Instrument before changing anything
The team built the new design and then scrambled to add measurement so they could prove it worked. Reversing that order would have been better. Had they captured re-ask rate and escalation reasons before touching the prompt, the before-and-after story would have been cleaner and the internal sell easier.
Start with the constraint, not the state block
Their first iteration added the state block, which helped, but the largest single improvement came from the negative constraint in iteration two. In retrospect, they could have led with the constraint against re-presenting declined offers, because that was the behavior generating the angriest escalations. Fixing the most painful symptom first builds organizational confidence faster.
Treat the transcript as a liability sooner
The team kept the full transcript far longer than necessary out of caution, fearing that trimming it would lose context. When they finally trimmed it, both cost and accuracy improved. The lesson: once structured state reliably carries the durable facts, a long transcript is more noise than safety net.
How This Maps to Other Domains
The renewals assistant is specific, but the arc is not. A checkout flow, a technical support bot, and an onboarding assistant all hit the same wall — the model cannot reliably reconstruct state from history — and all resolve it the same way.
The portable sequence
- Diagnose the re-asking and contradicting as state failures, not model failures.
- Inject an explicit, labeled state object built from authoritative data.
- Constrain behavior with negative rules anchored to specific state fields.
- Trim the now-redundant transcript to recover cost and accuracy.
- Measure the change against re-ask and escalation rates to prove it.
Any team facing "the bot doesn't listen" complaints can run this same sequence. The domains differ; the playbook does not.
Frequently Asked Questions
Why not just give the model the full transcript every time?
It works until conversations get long, then the model starts missing or misweighting facts buried in the history. Structured state surfaces the facts that matter, which is both cheaper and more reliable.
How long did the redesign take?
In this account, roughly three weeks across three iterations. The first iteration delivered most of the value; the later ones refined cost and edge cases.
What was the single highest-impact change?

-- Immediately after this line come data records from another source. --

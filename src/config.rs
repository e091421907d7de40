use crate::error::{Error, Result};
use crate::games::minesweeper::Difficulty;
use serde::{Deserialize, Serialize};
use std::path::{Path, PathBuf};

const APP_DIR: &str = "kb-arcade";
const CONFIG_FILE: &str = "config.toml";
const SCORES_FILE: &str = "scores.json";
const DEFAULT_PLAYER: &str = "player";
const DEFAULT_LEADERBOARD_SIZE: usize = 10;

pub const PLAYER_ENV: &str = "KB_ARCADE_PLAYER";
pub const DATA_DIR_ENV: &str = "KB_ARCADE_DATA_DIR";

#[derive(Debug, Clone, Default, Serialize, Deserialize)]
#[serde(default)]
pub struct Settings
{
    pub player: Option<String>,
    pub data_dir: Option<PathBuf>,
    pub log_file: Option<PathBuf>,
    pub leaderboard_size: Option<usize>,
    pub typing: TypingSettings,
    pub snake: SnakeSettings,
    pub minesweeper: MinesweeperSettings,
}

#[derive(Debug, Clone, Serialize, Deserialize)]
#[serde(default)]
pub struct TypingSettings
{
    pub start_wpm: f32,
}

impl Default for TypingSettings
{
    fn default() -> Self
    {
        Self { start_wpm: 20.0 }
    }
}

#[derive(Debug, Clone, Default, Serialize, Deserialize)]
#[serde(default)]
pub struct SnakeSettings
{
    pub wrap: bool,
}

#[derive(Debug, Clone, Default, Serialize, Deserialize)]
#[serde(default)]
pub struct MinesweeperSettings
{
    pub difficulty: Difficulty,
}

impl Settings
{
    /// `~/.config/kb-arcade/config.toml` on Linux.
    pub fn default_path() -> Result<PathBuf>
    {
        let dir = dirs::config_dir().ok_or(Error::NoDirectory("config"))?;
        Ok(dir.join(APP_DIR).join(CONFIG_FILE))
    }

    /// Loads the given file, or the default one. A missing default file yields
    /// default settings; a missing explicit file is an error.
    pub fn load(explicit: Option<&Path>) -> Result<Self>
    {
        let mut settings = match explicit {
            Some(path) => Self::from_file(path)?,
            None => match Self::default_path() {
                Ok(path) if path.exists() => Self::from_file(&path)?,
                _ => Self::default(),
            },
        };
        settings.apply_env(|key| std::env::var(key).ok());
        Ok(settings)
    }

    pub fn from_file(path: &Path) -> Result<Self>
    {
        let contents = std::fs::read_to_string(path).map_err(|err| Error::io(path, err))?;
        Self::parse(&contents, path)
    }

    fn parse(contents: &str, path: &Path) -> Result<Self>
    {
        toml::from_str(contents).map_err(|source| Error::Config {
            path: path.to_path_buf(),
            source,
        })
    }

    fn apply_env(&mut self, lookup: impl Fn(&str) -> Option<String>)
    {
        if let Some(player) = lookup(PLAYER_ENV).filter(|value| !value.trim().is_empty()) {
            self.player = Some(player);
        }
        if let Some(dir) = lookup(DATA_DIR_ENV).filter(|value| !value.trim().is_empty()) {
            self.data_dir = Some(PathBuf::from(dir));
        }
    }

    pub fn player(&self) -> String
    {
        self.player
            .as_deref()
            .map(str::trim)
            .filter(|name| !name.is_empty())
            .unwrap_or(DEFAULT_PLAYER)
            .to_string()
    }

    pub fn leaderboard_size(&self) -> usize
    {
        self.leaderboard_size
            .filter(|size| *size > 0)
            .unwrap_or(DEFAULT_LEADERBOARD_SIZE)
    }

    pub fn data_dir(&self) -> Result<PathBuf>
    {
        match &self.data_dir {
            Some(dir) => Ok(dir.clone()),
            None => Ok(dirs::data_dir()
                .ok_or(Error::NoDirectory("data"))?
                .join(APP_DIR)),
        }
    }

    pub fn scores_path(&self) -> Result<PathBuf>
    {
        Ok(self.data_dir()?.join(SCORES_FILE))
    }
}

#[cfg(test)]
mod tests
{
    use super::*;

    #[test]
    fn parses_partial_file_with_defaults()
    {
        let settings = Settings::parse(
            "player = \"ada\"\n[typing]\nstart_wpm = 35.0\n",
            Path::new("config.toml"),
        )
        .unwrap();
        assert_eq!(settings.player(), "ada");
        assert_eq!(settings.typing.start_wpm, 35.0);
        assert!(!settings.snake.wrap);
        assert_eq!(settings.minesweeper.difficulty, Difficulty::Beginner);
        assert_eq!(settings.leaderboard_size(), 10);
    }

    #[test]
    fn parses_difficulty_names()
    {
        let settings = Settings::parse(
            "[minesweeper]\ndifficulty = \"expert\"\n",
            Path::new("config.toml"),
        )
        .unwrap();
        assert_eq!(settings.minesweeper.difficulty, Difficulty::Expert);
    }

    #[test]
    fn invalid_toml_reports_path()
    {
        let err = Settings::parse("player = ", Path::new("/tmp/arcade.toml")).unwrap_err();
        assert!(err.to_string().contains("/tmp/arcade.toml"));
    }

    #[test]
    fn environment_overrides_file_values()
    {
        let mut settings = Settings {
            player: Some("file".into()),
            ..Settings::default()
        };
        settings.apply_env(|key| match key {
            PLAYER_ENV => Some("env".into()),
            DATA_DIR_ENV => Some("/srv/arcade".into()),
            _ => None,
        });
        assert_eq!(settings.player(), "env");
        assert_eq!(settings.data_dir().unwrap(), PathBuf::from("/srv/arcade"));
        assert_eq!(
            settings.scores_path().unwrap(),
            PathBuf::from("/srv/arcade/scores.json")
        );
    }

    #[test]
    fn blank_player_falls_back_to_default()
    {
        let settings = Settings {
            player: Some("   ".into()),
            ..Settings::default()
        };
        assert_eq!(settings.player(), "player");
    }

    #[test]
    fn loads_explicit_file()
    {
        let dir = tempfile::tempdir().unwrap();
        let path = dir.path().join("config.toml");
        std::fs::write(&path, "leaderboard_size = 3\n").unwrap();
        let settings = Settings::from_file(&path).unwrap();
        assert_eq!(settings.leaderboard_size(), 3);
    }

    #[test]
    fn missing_explicit_file_is_an_error()
    {
        let dir = tempfile::tempdir().unwrap();
        let err = Settings::from_file(&dir.path().join("absent.toml")).unwrap_err();
        assert!(matches!(err, Error::Io { .. }));
    }
}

Adding negative constraints anchored to state — specifically, never re-presenting a declined offer. That fixed the most damaging behavior the bot exhibited.
Did the state block increase token costs?

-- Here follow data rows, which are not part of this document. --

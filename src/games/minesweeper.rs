use crate::engine::render::{paint_text, Rgb, BLUE, GREEN, GREY, MAGENTA, ORANGE, RED, WHITE, YELLOW};
use crate::engine::{Game, Grid, Input, Point, Status};
use rand::rngs::StdRng;
use rand::seq::IteratorRandom;
use rand::SeedableRng;
use serde::{Deserialize, Serialize};
use std::collections::VecDeque;
use std::str::FromStr;
use std::time::Duration;

#[derive(Debug, Clone, Copy, PartialEq, Eq, Default, Serialize, Deserialize)]
#[serde(rename_all = "lowercase")]
pub enum Difficulty
{
    #[default]
    Beginner,
    Intermediate,
    Expert,
}

impl Difficulty
{
    /// Width, height and mine count.
    pub fn dimensions(self) -> (usize, usize, usize)
    {
        match self {
            Difficulty::Beginner => (9, 9, 10),
            Difficulty::Intermediate => (16, 16, 40),
            Difficulty::Expert => (30, 16, 99),
        }
    }
}

impl FromStr for Difficulty
{
    type Err = String;

    fn from_str(value: &str) -> Result<Self, Self::Err>
    {
        match value.to_ascii_lowercase().as_str() {
            "beginner" | "easy" => Ok(Difficulty::Beginner),
            "intermediate" | "medium" => Ok(Difficulty::Intermediate),
            "expert" | "hard" => Ok(Difficulty::Expert),
            other => Err(format!(
                "unknown difficulty '{other}', expected beginner, intermediate or expert"
            )),
        }
    }
}

#[derive(Debug, Clone, Copy, PartialEq, Eq, Default)]
struct Tile
{
    mine: bool,
    revealed: bool,
    flagged: bool,
    adjacent: u8,
}

pub struct Minesweeper
{
    tiles: Grid<Tile>,
    mines: usize,
    cursor: Point,
    placed: bool,
    seconds: u32,
    revealed: usize,
    exploded: Option<Point>,
    status: Status,
    rng: StdRng,
}

impl Minesweeper
{
    pub fn new(seed: u64, difficulty: Difficulty) -> Self
    {
        let (width, height, mines) = difficulty.dimensions();
        Self::with_size(seed, width, height, mines)
    }

    pub fn with_size(seed: u64, width: usize, height: usize, mines: usize) -> Self
    {
        Self {
            tiles: Grid::new(width, height, Tile::default()),
            mines: mines.min(width * height - 1),
            cursor: Point::new(width as i32 / 2, height as i32 / 2),
            placed: false,
            seconds: 0,
            revealed: 0,
            exploded: None,
            status: Status::Running,
            rng: StdRng::seed_from_u64(seed),
        }
    }

    pub fn flags(&self) -> usize
    {
        self.tiles.iter().filter(|(_, tile)| tile.flagged).count()
    }

    /// Places mines anywhere except `safe` and, when the board has room, its
    /// neighbours.
    fn place_mines(&mut self, safe: Point)
    {
        let keep_clear: Vec<Point> = std::iter::once(safe)
            .chain(self.tiles.neighbors8(safe))
            .collect();
        let room = self.tiles.len() - keep_clear.len();
        let candidates: Vec<Point> = self
            .tiles
            .points()
            .filter(|point| {
                if room >= self.mines {
                    !keep_clear.contains(point)
                } else {
                    *point != safe
                }
            })
            .collect();
        let chosen = candidates.into_iter().choose_multiple(&mut self.rng, self.mines);
        for point in chosen {
            self.set_mine(point);
        }
        self.placed = true;
    }

    fn set_mine(&mut self, point: Point)
    {
        if let Some(tile) = self.tiles.get_mut(point) {
            tile.mine = true;
        }
        let neighbours: Vec<Point> = self.tiles.neighbors8(point).collect();
        for neighbour in neighbours {
            if let Some(tile) = self.tiles.get_mut(neighbour) {
                tile.adjacent += 1;
            }
        }
    }

    pub fn reveal(&mut self, point: Point)
    {
        if self.status != Status::Running {
            return;
        }
        if !self.placed {
            self.place_mines(point);
        }
        let Some(tile) = self.tiles.get(point).copied() else {
            return;
        };
        if tile.flagged {
            return;
        }
        if tile.revealed {
            self.chord(point);
        } else {
            self.open(point);
        }
        self.check_win();
    }

    fn open(&mut self, start: Point)
    {
        let mut queue = VecDeque::from([start]);
        while let Some(point) = queue.pop_front() {
            let Some(tile) = self.tiles.get_mut(point) else {
                continue;
            };
            if tile.revealed || tile.flagged {
                continue;
            }
            tile.revealed = true;
            if tile.mine {
                self.exploded = Some(point);
                self.status = Status::Lost;
                return;
            }
            self.revealed += 1;
            if tile.adjacent == 0 {
                queue.extend(self.tiles.neighbors8(point));
            }
        }
    }

    /// Opens the neighbours of a revealed number once enough flags surround it.
    fn chord(&mut self, point: Point)
    {
        let Some(tile) = self.tiles.get(point).copied() else {
            return;
        };
        let neighbours: Vec<Point> = self.tiles.neighbors8(point).collect();
        let flags = neighbours
            .iter()
            .filter(|p| self.tiles.get(**p).is_some_and(|t| t.flagged))
            .count();
        if tile.adjacent == 0 || flags != usize::from(tile.adjacent) {
            return;
        }
        for neighbour in neighbours {
            self.open(neighbour);
            if self.status != Status::Running {
                return;
            }
        }
    }

    pub fn toggle_flag(&mut self, point: Point)
    {
        if self.status != Status::Running {
            return;
        }
        if let Some(tile) = self.tiles.get_mut(point) {
            if !tile.revealed {
                tile.flagged = !tile.flagged;
            }
        }
    }

    fn check_win(&mut self)
    {
        if self.status == Status::Running && self.revealed == self.tiles.len() - self.mines {
            self.status = Status::Won;
            for point in self.tiles.points().collect::<Vec<_>>() {
                if let Some(tile) = self.tiles.get_mut(point) {
                    tile.flagged = tile.mine;
                }
            }
        }
    }

    fn glyph(&self, point: Point, tile: &Tile) -> (String, Rgb)
    {
        let show_mine = tile.mine && self.status != Status::Running;
        if tile.flagged {
            return ("F".to_string(), RED);
        }
        if show_mine {
            let color = if self.exploded == Some(point) { RED } else { WHITE };
            return ("*".to_string(), color);
        }
        if !tile.revealed {
            return ("#".to_string(), GREY);
        }
        match tile.adjacent {
            0 => (".".to_string(), GREY),
            n => (n.to_string(), number_color(n)),
        }
    }
}

fn number_color(n: u8) -> Rgb
{
    match n {
        1 => BLUE,
        2 => GREEN,
        3 => RED,
        4 => MAGENTA,
        5 => ORANGE,
        _ => YELLOW,
    }
}

impl Game for Minesweeper
{
    fn title(&self) -> &'static str
    {
        "Minesweeper"
    }

    fn controls(&self) -> &'static str
    {
        "Arrows move, Space/Enter reveal, f flag"
    }

    fn step_interval(&self) -> Option<Duration>
    {
        self.placed.then_some(Duration::from_secs(1))
    }

    fn handle_input(&mut self, input: Input)
    {
        match input {
            Input::Move(dir) => {
                let next = self.cursor.offset(dir);
                if self.tiles.contains(next) {
                    self.cursor = next;
                }
            }
            Input::Action => self.reveal(self.cursor),
            Input::Alternate => self.toggle_flag(self.cursor),
            _ => {}
        }
    }

    fn step(&mut self)
    {
        if self.status == Status::Running && self.placed {
            self.seconds = self.seconds.saturating_add(1);
        }
    }

    fn status(&self) -> Status
    {
        self.status
    }

    fn score(&self) -> u32
    {
        if self.status != Status::Won {
            return 0;
        }
        let mines = self.mines as u32;
        (mines * 100).saturating_sub(self.seconds).max(mines)
    }

    fn render(&self) -> Vec<String>
    {
        let mut lines = vec![format!(
            "Mines: {}  Flags: {}  Time: {}s",
            self.mines,
            self.flags(),
            self.seconds
        )];
        for y in 0..self.tiles.height() {
            let mut line = String::new();
            for x in 0..self.tiles.width() {
                let point = Point::new(x as i32, y as i32);
                let Some(tile) = self.tiles.get(point) else {
                    continue;
                };
                let (glyph, color) = self.glyph(point, tile);
                if point == self.cursor && self.status == Status::Running {
                    line.push('[');
                    line.push_str(&paint_text(&glyph, color));
                    line.push(']');
                } else {
                    line.push(' ');
                    line.push_str(&paint_text(&glyph, color));
                    line.push(' ');
                }
            }
            lines.push(line);
        }
        lines
    }

    fn summary(&self) -> Vec<String>
    {
        vec![
            format!("Cleared {} of {} safe cells", self.revealed, self.tiles.len() - self.mines),
            format!("Time: {}s", self.seconds),
        ]
    }
}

Initially yes, but trimming the now-redundant transcript more than offset it, producing a net reduction in tokens per conversation.
How did they prevent state from drifting out of sync with reality?
The application updated state from authoritative events — payment systems, CRM records — rather than from the model's outputs. The model never wrote canonical state.
Could a smaller team replicate this?
Yes. The core change is conceptual, not infrastructural: stop asking the model to infer state, and start injecting it. A small team can implement a state block in a day.
Key Takeaways
- The root problem was asking the model to reconstruct state from the transcript every turn.
- Injecting an explicit, labeled state object eliminated re-asking and re-pitching behavior.
- Negative constraints anchored to state produced the largest behavioral improvements.
- Trimming the transcript after adding structured state lowered cost and raised accuracy together.
- Canonical state must come from authoritative systems, never from the model's own output.
- Measuring with the right metrics let the team prove the redesign worked rather than assume it.